── Data listing ──

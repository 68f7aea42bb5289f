use super::answers::QuizAnswers;
use serde::Serialize;

/// Broad grouping reported alongside each catalog entry.
#[derive(Debug, Clone, Copy, PartialEq, Eq, Hash, Serialize)]
#[serde(rename_all = "snake_case")]
pub enum FactorCategory {
    Genetic,
    Hormonal,
    Lifestyle,
    Medical,
}

impl FactorCategory {
    pub const fn label(self) -> &'static str {
        match self {
            Self::Genetic => "Genetic",
            Self::Hormonal => "Hormonal",
            Self::Lifestyle => "Lifestyle",
            Self::Medical => "Medical",
        }
    }
}

/// Which multiplier chain a catalog entry feeds.
#[derive(Debug, Clone, Copy, PartialEq, Eq, Hash, Serialize)]
#[serde(rename_all = "snake_case")]
pub enum FactorChain {
    Unchangeable,
    Changeable,
}

impl FactorChain {
    pub const fn label(self) -> &'static str {
        match self {
            Self::Unchangeable => "unchangeable",
            Self::Changeable => "changeable",
        }
    }

    pub fn factors(self) -> &'static [RiskFactor] {
        match self {
            Self::Unchangeable => UNCHANGEABLE_FACTORS,
            Self::Changeable => CHANGEABLE_FACTORS,
        }
    }
}

/// One questionnaire answer and the relative risk it carries.
#[derive(Debug, Clone, Copy, PartialEq, Serialize)]
pub struct RiskFactor {
    pub question: &'static str,
    pub answer: &'static str,
    pub relative_risk: f64,
    pub category: FactorCategory,
    pub explanation: &'static str,
}

impl RiskFactor {
    pub fn matches(&self, answers: &QuizAnswers) -> bool {
        answers.is(self.question, self.answer)
    }

    pub fn raises_risk(&self) -> bool {
        self.relative_risk > 1.0
    }
}

/// Factors a person cannot modify: inheritance, reproductive history, prior findings.
pub static UNCHANGEABLE_FACTORS: &[RiskFactor] = &[
    RiskFactor {
        question: "family_history",
        answer: "Yes, I have first-degree relative with BC",
        relative_risk: 2.0,
        category: FactorCategory::Genetic,
        explanation: "A family history of breast cancer in a first-degree relative (mother, sister, or daughter) roughly doubles your risk.",
    },
    RiskFactor {
        question: "family_history",
        answer: "Yes, I have second-degree relative with BC",
        relative_risk: 1.5,
        category: FactorCategory::Genetic,
        explanation: "A family history of breast cancer in a second-degree relative (grandmother, aunt, or half-sister) moderately raises your risk.",
    },
    RiskFactor {
        question: "brca_status",
        answer: "Yes, I have tested positive for a BRCA1/BRCA2 mutation",
        relative_risk: 5.0,
        category: FactorCategory::Genetic,
        explanation: "Carrying a BRCA1 or BRCA2 gene mutation greatly increases lifetime breast cancer risk.",
    },
    RiskFactor {
        question: "ashkenazi_ancestry",
        answer: "Yes",
        relative_risk: 1.2,
        category: FactorCategory::Genetic,
        explanation: "Ashkenazi Jewish ancestry is associated with a higher rate of inherited BRCA mutations.",
    },
    RiskFactor {
        question: "menarche_age",
        answer: "Before age 12",
        relative_risk: 1.2,
        category: FactorCategory::Hormonal,
        explanation: "Starting your first period before age 12 lengthens lifetime exposure to estrogen.",
    },
    RiskFactor {
        question: "menopause",
        answer: "Yes, after age 55",
        relative_risk: 1.3,
        category: FactorCategory::Hormonal,
        explanation: "Reaching menopause after age 55 extends the years your breast tissue is exposed to estrogen.",
    },
    RiskFactor {
        question: "first_pregnancy",
        answer: "No children or first child after age 30",
        relative_risk: 1.3,
        category: FactorCategory::Hormonal,
        explanation: "Having no full-term pregnancy, or a first one after 30, means longer uninterrupted estrogen exposure.",
    },
    RiskFactor {
        question: "first_pregnancy",
        answer: "Before age 30",
        relative_risk: 0.9,
        category: FactorCategory::Hormonal,
        explanation: "A first full-term pregnancy before age 30 slightly lowers lifetime risk.",
    },
    RiskFactor {
        question: "breast_density",
        answer: "Yes, I have dense breasts",
        relative_risk: 1.5,
        category: FactorCategory::Medical,
        explanation: "High breast density on a mammogram raises risk and can make tumors harder to see.",
    },
    RiskFactor {
        question: "chest_radiation",
        answer: "Yes, before age 30",
        relative_risk: 2.0,
        category: FactorCategory::Medical,
        explanation: "Radiation therapy to the chest before age 30 substantially raises later breast cancer risk.",
    },
    RiskFactor {
        question: "precancerous_condition",
        answer: "Yes, atypical hyperplasia or LCIS",
        relative_risk: 2.5,
        category: FactorCategory::Medical,
        explanation: "A previous biopsy showing atypical hyperplasia or LCIS signals markedly higher risk.",
    },
    RiskFactor {
        question: "precancerous_condition",
        answer: "Yes, benign breast disease",
        relative_risk: 1.2,
        category: FactorCategory::Medical,
        explanation: "Some benign breast conditions found on biopsy are linked to slightly higher risk.",
    },
];

/// Factors that respond to behavior or treatment choices.
pub static CHANGEABLE_FACTORS: &[RiskFactor] = &[
    RiskFactor {
        question: "alcohol_consumption",
        answer: "1 drink per day",
        relative_risk: 1.1,
        category: FactorCategory::Lifestyle,
        explanation: "Drinking one alcoholic drink a day raises risk by roughly 7 to 10 percent.",
    },
    RiskFactor {
        question: "alcohol_consumption",
        answer: "2 or more drinks per day",
        relative_risk: 1.3,
        category: FactorCategory::Lifestyle,
        explanation: "Drinking two or more alcoholic drinks a day raises risk by about 30 percent.",
    },
    RiskFactor {
        question: "exercise_frequency",
        answer: "Rarely or never",
        relative_risk: 1.2,
        category: FactorCategory::Lifestyle,
        explanation: "Getting little or no regular exercise is linked to higher risk.",
    },
    RiskFactor {
        question: "weight_gain",
        answer: "Yes, more than 20 lbs since age 18",
        relative_risk: 1.2,
        category: FactorCategory::Lifestyle,
        explanation: "Significant weight gain in adulthood raises estrogen produced by fat tissue.",
    },
    RiskFactor {
        question: "hormone_therapy",
        answer: "Yes, combined estrogen and progestin",
        relative_risk: 1.3,
        category: FactorCategory::Medical,
        explanation: "Combined hormone replacement therapy (estrogen plus progestin) raises risk the longer it is used.",
    },
    RiskFactor {
        question: "hormone_therapy",
        answer: "Yes, estrogen only",
        relative_risk: 1.1,
        category: FactorCategory::Medical,
        explanation: "Estrogen-only hormone replacement therapy slightly raises risk with long-term use.",
    },
    RiskFactor {
        question: "birth_control",
        answer: "Yes, I currently use hormonal birth control",
        relative_risk: 1.1,
        category: FactorCategory::Hormonal,
        explanation: "Current use of hormonal contraceptives slightly raises risk while in use.",
    },
    RiskFactor {
        question: "smoking",
        answer: "Yes, I currently smoke",
        relative_risk: 1.1,
        category: FactorCategory::Lifestyle,
        explanation: "Smoking, especially starting young, is linked to modestly higher risk.",
    },
    RiskFactor {
        question: "breastfeeding",
        answer: "No",
        relative_risk: 1.1,
        category: FactorCategory::Hormonal,
        explanation: "Never breastfeeding forgoes a small protective effect.",
    },
    RiskFactor {
        question: "breastfeeding",
        answer: "Yes, 12 months or more in total",
        relative_risk: 0.9,
        category: FactorCategory::Hormonal,
        explanation: "Breastfeeding for a year or more in total lowers risk.",
    },
    RiskFactor {
        question: "diet_quality",
        answer: "Poor",
        relative_risk: 1.1,
        category: FactorCategory::Lifestyle,
        explanation: "A diet high in processed foods and low in fiber is linked to higher risk and weight gain.",
    },
];

pub fn unchangeable() -> &'static [RiskFactor] {
    UNCHANGEABLE_FACTORS
}

pub fn changeable() -> &'static [RiskFactor] {
    CHANGEABLE_FACTORS
}

/// Every entry tagged with its chain, unchangeable entries first.
pub fn all() -> impl Iterator<Item = (FactorChain, &'static RiskFactor)> {
    UNCHANGEABLE_FACTORS
        .iter()
        .map(|factor| (FactorChain::Unchangeable, factor))
        .chain(
            CHANGEABLE_FACTORS
                .iter()
                .map(|factor| (FactorChain::Changeable, factor)),
        )
}

/// Flat, serializable listing of the catalog for API and CLI output.
#[derive(Debug, Clone, Copy, Serialize)]
pub struct CatalogEntry {
    pub chain: FactorChain,
    #[serde(flatten)]
    pub factor: &'static RiskFactor,
}

pub fn entries() -> Vec<CatalogEntry> {
    all()
        .map(|(chain, factor)| CatalogEntry { chain, factor })
        .collect()
}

───

What the exercise asks
Across the entries, how many lines include the string "impl"? The answer should be only a number.

Result of this exercise
4